Dataset entries:
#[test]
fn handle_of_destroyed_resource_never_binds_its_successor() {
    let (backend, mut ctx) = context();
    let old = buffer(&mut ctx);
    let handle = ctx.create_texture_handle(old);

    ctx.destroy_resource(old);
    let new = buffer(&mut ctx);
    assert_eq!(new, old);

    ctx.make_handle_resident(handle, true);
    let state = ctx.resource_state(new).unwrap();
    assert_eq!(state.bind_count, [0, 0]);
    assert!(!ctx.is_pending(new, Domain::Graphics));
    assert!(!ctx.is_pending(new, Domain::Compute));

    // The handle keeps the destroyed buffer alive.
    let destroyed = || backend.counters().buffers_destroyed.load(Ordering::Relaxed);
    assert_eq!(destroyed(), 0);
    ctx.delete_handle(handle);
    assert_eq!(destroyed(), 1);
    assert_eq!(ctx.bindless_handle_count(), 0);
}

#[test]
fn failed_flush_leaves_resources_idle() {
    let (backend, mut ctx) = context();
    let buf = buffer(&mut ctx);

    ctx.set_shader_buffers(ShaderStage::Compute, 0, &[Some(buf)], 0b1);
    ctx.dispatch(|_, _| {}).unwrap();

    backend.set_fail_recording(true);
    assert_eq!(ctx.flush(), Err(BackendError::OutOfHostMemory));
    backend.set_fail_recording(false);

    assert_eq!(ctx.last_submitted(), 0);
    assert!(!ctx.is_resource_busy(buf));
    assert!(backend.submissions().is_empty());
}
---
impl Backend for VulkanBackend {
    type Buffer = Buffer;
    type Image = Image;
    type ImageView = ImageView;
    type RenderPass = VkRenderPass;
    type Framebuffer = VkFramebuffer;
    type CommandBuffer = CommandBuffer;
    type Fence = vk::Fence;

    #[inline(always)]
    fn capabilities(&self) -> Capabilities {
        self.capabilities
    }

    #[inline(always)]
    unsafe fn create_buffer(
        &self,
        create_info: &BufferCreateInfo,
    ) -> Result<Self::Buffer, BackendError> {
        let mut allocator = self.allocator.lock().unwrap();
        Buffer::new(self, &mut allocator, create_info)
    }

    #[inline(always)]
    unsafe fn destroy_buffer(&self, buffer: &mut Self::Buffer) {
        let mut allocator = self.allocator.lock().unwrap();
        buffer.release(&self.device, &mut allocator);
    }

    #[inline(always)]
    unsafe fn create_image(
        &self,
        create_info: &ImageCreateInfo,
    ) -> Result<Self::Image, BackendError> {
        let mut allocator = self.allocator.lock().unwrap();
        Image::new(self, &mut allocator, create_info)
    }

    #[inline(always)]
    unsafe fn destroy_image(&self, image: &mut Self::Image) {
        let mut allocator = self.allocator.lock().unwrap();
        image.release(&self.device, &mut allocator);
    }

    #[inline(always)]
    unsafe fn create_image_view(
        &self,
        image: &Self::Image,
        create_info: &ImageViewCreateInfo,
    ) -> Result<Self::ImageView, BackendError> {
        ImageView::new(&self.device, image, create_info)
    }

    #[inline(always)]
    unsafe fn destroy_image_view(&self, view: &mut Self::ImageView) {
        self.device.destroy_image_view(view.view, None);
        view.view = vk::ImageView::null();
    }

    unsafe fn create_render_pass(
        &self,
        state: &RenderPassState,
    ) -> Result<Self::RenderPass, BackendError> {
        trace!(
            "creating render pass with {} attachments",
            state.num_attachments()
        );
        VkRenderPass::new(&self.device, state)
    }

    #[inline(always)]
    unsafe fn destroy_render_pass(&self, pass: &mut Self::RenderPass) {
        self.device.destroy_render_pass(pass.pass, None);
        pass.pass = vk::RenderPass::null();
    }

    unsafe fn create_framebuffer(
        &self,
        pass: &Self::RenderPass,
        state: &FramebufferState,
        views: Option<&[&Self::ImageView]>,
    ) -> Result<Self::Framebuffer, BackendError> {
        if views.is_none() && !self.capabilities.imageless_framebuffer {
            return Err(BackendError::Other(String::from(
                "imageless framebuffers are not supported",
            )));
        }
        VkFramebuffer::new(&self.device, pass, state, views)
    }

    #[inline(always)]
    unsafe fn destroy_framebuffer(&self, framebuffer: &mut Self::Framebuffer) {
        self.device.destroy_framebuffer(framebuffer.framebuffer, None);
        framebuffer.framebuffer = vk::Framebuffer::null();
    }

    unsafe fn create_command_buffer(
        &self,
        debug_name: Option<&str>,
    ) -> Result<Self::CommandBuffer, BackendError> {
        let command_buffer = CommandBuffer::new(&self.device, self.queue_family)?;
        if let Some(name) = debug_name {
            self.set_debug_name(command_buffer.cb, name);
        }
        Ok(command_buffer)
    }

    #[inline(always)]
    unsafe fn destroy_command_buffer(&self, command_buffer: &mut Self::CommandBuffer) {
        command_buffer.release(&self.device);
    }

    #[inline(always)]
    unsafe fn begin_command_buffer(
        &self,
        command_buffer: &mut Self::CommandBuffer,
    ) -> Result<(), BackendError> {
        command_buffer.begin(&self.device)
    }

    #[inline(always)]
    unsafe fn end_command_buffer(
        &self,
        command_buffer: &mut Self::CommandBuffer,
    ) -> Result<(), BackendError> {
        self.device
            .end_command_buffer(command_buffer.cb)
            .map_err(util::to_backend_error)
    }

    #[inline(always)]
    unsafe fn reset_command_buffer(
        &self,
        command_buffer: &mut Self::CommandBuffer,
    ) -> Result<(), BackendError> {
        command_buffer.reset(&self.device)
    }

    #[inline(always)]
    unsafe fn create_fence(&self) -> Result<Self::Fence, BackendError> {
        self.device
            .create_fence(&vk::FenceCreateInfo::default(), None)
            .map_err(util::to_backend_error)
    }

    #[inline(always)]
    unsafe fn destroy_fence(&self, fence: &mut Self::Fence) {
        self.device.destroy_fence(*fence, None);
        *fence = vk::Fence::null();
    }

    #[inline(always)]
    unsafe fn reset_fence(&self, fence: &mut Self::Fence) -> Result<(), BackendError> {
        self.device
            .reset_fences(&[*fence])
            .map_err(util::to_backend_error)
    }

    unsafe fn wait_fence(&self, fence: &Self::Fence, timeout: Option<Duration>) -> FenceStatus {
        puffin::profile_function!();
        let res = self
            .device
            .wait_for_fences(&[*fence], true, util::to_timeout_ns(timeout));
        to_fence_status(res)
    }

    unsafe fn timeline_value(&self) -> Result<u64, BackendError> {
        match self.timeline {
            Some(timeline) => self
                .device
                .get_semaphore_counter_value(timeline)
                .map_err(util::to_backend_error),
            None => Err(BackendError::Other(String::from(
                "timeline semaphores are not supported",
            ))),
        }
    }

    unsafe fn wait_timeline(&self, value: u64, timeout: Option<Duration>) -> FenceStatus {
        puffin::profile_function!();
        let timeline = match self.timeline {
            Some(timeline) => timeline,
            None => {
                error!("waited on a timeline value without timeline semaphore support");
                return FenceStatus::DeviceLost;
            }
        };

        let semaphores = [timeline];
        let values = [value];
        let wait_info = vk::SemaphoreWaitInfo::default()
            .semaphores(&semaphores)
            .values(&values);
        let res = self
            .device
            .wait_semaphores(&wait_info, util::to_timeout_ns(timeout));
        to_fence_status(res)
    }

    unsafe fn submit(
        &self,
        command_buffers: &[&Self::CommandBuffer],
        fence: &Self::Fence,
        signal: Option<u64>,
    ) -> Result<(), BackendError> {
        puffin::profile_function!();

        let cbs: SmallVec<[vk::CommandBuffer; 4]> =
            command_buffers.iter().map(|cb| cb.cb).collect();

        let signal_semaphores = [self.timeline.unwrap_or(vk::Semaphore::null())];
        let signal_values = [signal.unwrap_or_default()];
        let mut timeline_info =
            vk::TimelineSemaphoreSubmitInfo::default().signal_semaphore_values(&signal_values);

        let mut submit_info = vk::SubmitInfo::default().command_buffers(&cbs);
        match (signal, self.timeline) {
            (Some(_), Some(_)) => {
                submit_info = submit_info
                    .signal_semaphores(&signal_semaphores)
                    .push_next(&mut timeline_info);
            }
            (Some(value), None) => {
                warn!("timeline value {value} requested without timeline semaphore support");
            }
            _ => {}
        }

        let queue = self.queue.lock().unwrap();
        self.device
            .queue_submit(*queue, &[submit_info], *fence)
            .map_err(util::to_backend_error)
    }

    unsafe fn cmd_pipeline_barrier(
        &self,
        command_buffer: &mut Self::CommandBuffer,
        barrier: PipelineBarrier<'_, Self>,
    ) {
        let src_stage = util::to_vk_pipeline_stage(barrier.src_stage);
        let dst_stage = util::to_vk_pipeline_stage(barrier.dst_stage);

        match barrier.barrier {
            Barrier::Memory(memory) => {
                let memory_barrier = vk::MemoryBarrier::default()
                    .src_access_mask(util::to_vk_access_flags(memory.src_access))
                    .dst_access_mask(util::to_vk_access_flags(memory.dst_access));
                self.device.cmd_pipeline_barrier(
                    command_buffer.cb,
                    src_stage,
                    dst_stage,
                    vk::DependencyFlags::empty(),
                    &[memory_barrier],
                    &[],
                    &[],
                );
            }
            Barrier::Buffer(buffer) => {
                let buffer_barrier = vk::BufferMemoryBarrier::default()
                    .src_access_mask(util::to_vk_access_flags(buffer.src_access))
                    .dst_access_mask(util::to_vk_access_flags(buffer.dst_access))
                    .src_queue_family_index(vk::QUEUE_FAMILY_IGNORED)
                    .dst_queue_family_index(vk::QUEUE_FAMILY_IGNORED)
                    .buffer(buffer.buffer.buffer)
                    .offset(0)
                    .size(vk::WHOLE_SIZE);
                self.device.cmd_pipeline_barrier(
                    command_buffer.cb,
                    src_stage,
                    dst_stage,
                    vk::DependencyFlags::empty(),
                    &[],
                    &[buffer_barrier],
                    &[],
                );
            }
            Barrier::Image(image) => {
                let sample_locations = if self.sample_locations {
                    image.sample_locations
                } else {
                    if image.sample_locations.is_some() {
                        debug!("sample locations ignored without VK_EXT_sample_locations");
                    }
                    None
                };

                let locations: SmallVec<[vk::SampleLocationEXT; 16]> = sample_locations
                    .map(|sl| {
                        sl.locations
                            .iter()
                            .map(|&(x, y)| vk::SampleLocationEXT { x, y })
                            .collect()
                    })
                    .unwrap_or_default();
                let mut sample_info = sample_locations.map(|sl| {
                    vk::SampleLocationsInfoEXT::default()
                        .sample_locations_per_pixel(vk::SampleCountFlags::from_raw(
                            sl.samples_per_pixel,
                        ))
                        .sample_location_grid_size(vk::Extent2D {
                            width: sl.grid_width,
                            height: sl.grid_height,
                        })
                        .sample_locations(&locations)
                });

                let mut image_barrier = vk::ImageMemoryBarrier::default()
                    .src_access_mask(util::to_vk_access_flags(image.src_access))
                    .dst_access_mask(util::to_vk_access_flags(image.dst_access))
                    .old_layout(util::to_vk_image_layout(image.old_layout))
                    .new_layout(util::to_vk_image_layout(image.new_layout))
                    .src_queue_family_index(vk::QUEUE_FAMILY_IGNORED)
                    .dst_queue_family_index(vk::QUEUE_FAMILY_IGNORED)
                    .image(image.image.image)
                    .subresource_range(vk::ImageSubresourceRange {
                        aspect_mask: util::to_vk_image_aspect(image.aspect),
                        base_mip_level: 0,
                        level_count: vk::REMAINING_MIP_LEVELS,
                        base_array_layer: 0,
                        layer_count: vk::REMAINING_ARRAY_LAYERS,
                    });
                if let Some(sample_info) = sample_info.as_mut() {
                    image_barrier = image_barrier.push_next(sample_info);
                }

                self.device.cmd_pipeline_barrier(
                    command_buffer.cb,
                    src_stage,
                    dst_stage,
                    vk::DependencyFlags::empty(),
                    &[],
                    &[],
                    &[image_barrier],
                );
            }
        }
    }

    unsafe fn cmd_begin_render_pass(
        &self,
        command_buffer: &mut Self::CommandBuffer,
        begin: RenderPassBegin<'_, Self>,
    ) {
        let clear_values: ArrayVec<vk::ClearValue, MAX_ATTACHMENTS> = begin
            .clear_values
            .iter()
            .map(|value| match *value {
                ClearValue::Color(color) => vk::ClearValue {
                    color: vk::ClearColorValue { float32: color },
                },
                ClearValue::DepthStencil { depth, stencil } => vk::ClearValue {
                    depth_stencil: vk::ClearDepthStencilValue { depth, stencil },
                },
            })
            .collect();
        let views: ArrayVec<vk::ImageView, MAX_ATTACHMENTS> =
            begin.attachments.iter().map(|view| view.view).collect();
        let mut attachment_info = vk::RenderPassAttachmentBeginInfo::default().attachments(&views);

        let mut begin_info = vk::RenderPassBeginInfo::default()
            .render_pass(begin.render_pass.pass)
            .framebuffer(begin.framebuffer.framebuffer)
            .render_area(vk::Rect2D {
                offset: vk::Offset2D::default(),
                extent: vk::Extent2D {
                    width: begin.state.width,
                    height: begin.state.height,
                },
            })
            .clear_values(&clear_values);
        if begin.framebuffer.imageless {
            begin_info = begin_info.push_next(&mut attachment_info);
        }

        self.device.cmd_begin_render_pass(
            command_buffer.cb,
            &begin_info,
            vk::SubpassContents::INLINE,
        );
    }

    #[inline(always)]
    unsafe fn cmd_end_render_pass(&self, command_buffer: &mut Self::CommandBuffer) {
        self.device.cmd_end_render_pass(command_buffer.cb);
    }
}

- [Task to complete]
Please show all lines from the entries that contain the word "true".

- [Answer section]
    ctx.make_handle_resident(handle, true);
    backend.set_fail_recording(true);
            .wait_for_fences(&[*fence], true, util::to_timeout_ns(timeout));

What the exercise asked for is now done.